TASK OBJECTIVE
Return every line below in which "recipes" appears.

PROVIDED RECORDS

_____

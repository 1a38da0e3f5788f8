// crates/smelter-cli/src/main.rs

use clap::{Parser, Subcommand};

mod cmd;

#[derive(Parser)]
#[command(name = "smelter-cli")]
#[command(about = "Smelter game-data toolkit CLI", long_about = None)]
pub struct Cli {
    #[command(subcommand)]
    pub cmd: Commands,
}

#[derive(Subcommand)]
pub enum Commands {
    /// Recipe document tools (byproduct flagging)
    Recipes(cmd::recipes::RecipesArgs),

    /// Icon resource tools for PE binaries (list/export/inspect)
    Icons(cmd::icons::IconsArgs),
}

fn main() -> anyhow::Result<()> {
    smelter_cli::logging::init();
    let cli = Cli::parse();

    match cli.cmd {
        Commands::Recipes(args) => cmd::recipes::run(args),
        Commands::Icons(args) => cmd::icons::run(args),
    }
}
// crates/smelter-core/src/recipe/patch.rs

use serde_json::Value;

use crate::error::{Result, SmeltError};

/// The two ordered ingredient lists every recipe document carries.
const INGREDIENT_LISTS: [&str; 2] = ["input", "output"];

#[derive(Debug, Default, Clone, Copy, PartialEq, Eq)]
pub struct PatchStats {
    /// Ingredient entries that now carry `byproduct: false`.
    pub flagged: usize,
    /// Entries that already had a `byproduct` value (of any type) before the patch.
    pub overwritten: usize,
}

#[derive(Debug, Default, Clone, Copy, PartialEq, Eq)]
pub struct VerifyStats {
    pub entries: usize,
    pub missing: usize,
    pub non_bool: usize,
}

impl VerifyStats {
    pub fn is_clean(&self) -> bool {
        self.missing == 0 && self.non_bool == 0
    }
}

/// Set `byproduct: false` on every entry of the `input` and `output` lists.
/// Existing `byproduct` values are overwritten unconditionally; every other
/// key keeps its value and its position. New keys land at the end of the
/// entry, matching insertion order elsewhere in the document.
///
/// Errors when the document root is not an object, when either list is
/// missing or not an array, or when a list element is not an object. The
/// document may be partially modified in that case; callers decide whether
/// to write it back.
pub fn flag_byproducts(doc: &mut Value) -> Result<PatchStats> {
    let Some(obj) = doc.as_object_mut() else {
        return Err(SmeltError::RecipeDoc("document root is not an object".into()));
    };

    let mut stats = PatchStats::default();
    for key in INGREDIENT_LISTS {
        let field = obj
            .get_mut(key)
            .ok_or_else(|| SmeltError::RecipeDoc(format!("missing `{key}` list")))?;
        let entries = field
            .as_array_mut()
            .ok_or_else(|| SmeltError::RecipeDoc(format!("`{key}` is not a list")))?;

        for (idx, entry) in entries.iter_mut().enumerate() {
            let Some(map) = entry.as_object_mut() else {
                return Err(SmeltError::RecipeDoc(format!("`{key}[{idx}]` is not an object")));
            };
            if map.insert("byproduct".to_string(), Value::Bool(false)).is_some() {
                stats.overwritten += 1;
            }
            stats.flagged += 1;
        }
    }

    Ok(stats)
}

/// Count ingredient entries whose `byproduct` flag is absent or non-boolean.
/// Shares the structural requirements of `flag_byproducts`; a document the
/// patch would reject fails verification the same way.
pub fn verify_byproducts(doc: &Value) -> Result<VerifyStats> {
    let Some(obj) = doc.as_object() else {
        return Err(SmeltError::RecipeDoc("document root is not an object".into()));
    };

    let mut stats = VerifyStats::default();
    for key in INGREDIENT_LISTS {
        let field = obj
            .get(key)
            .ok_or_else(|| SmeltError::RecipeDoc(format!("missing `{key}` list")))?;
        let entries = field
            .as_array()
            .ok_or_else(|| SmeltError::RecipeDoc(format!("`{key}` is not a list")))?;

        for (idx, entry) in entries.iter().enumerate() {
            let Some(map) = entry.as_object() else {
                return Err(SmeltError::RecipeDoc(format!("`{key}[{idx}]` is not an object")));
            };
            stats.entries += 1;
            match map.get("byproduct") {
                None => stats.missing += 1,
                Some(Value::Bool(_)) => {}
                Some(_) => stats.non_bool += 1,
            }
        }
    }

    Ok(stats)
}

_____

RESPONSE TO THIS TASK
    Recipes(cmd::recipes::RecipesArgs),
        Commands::Recipes(args) => cmd::recipes::run(args),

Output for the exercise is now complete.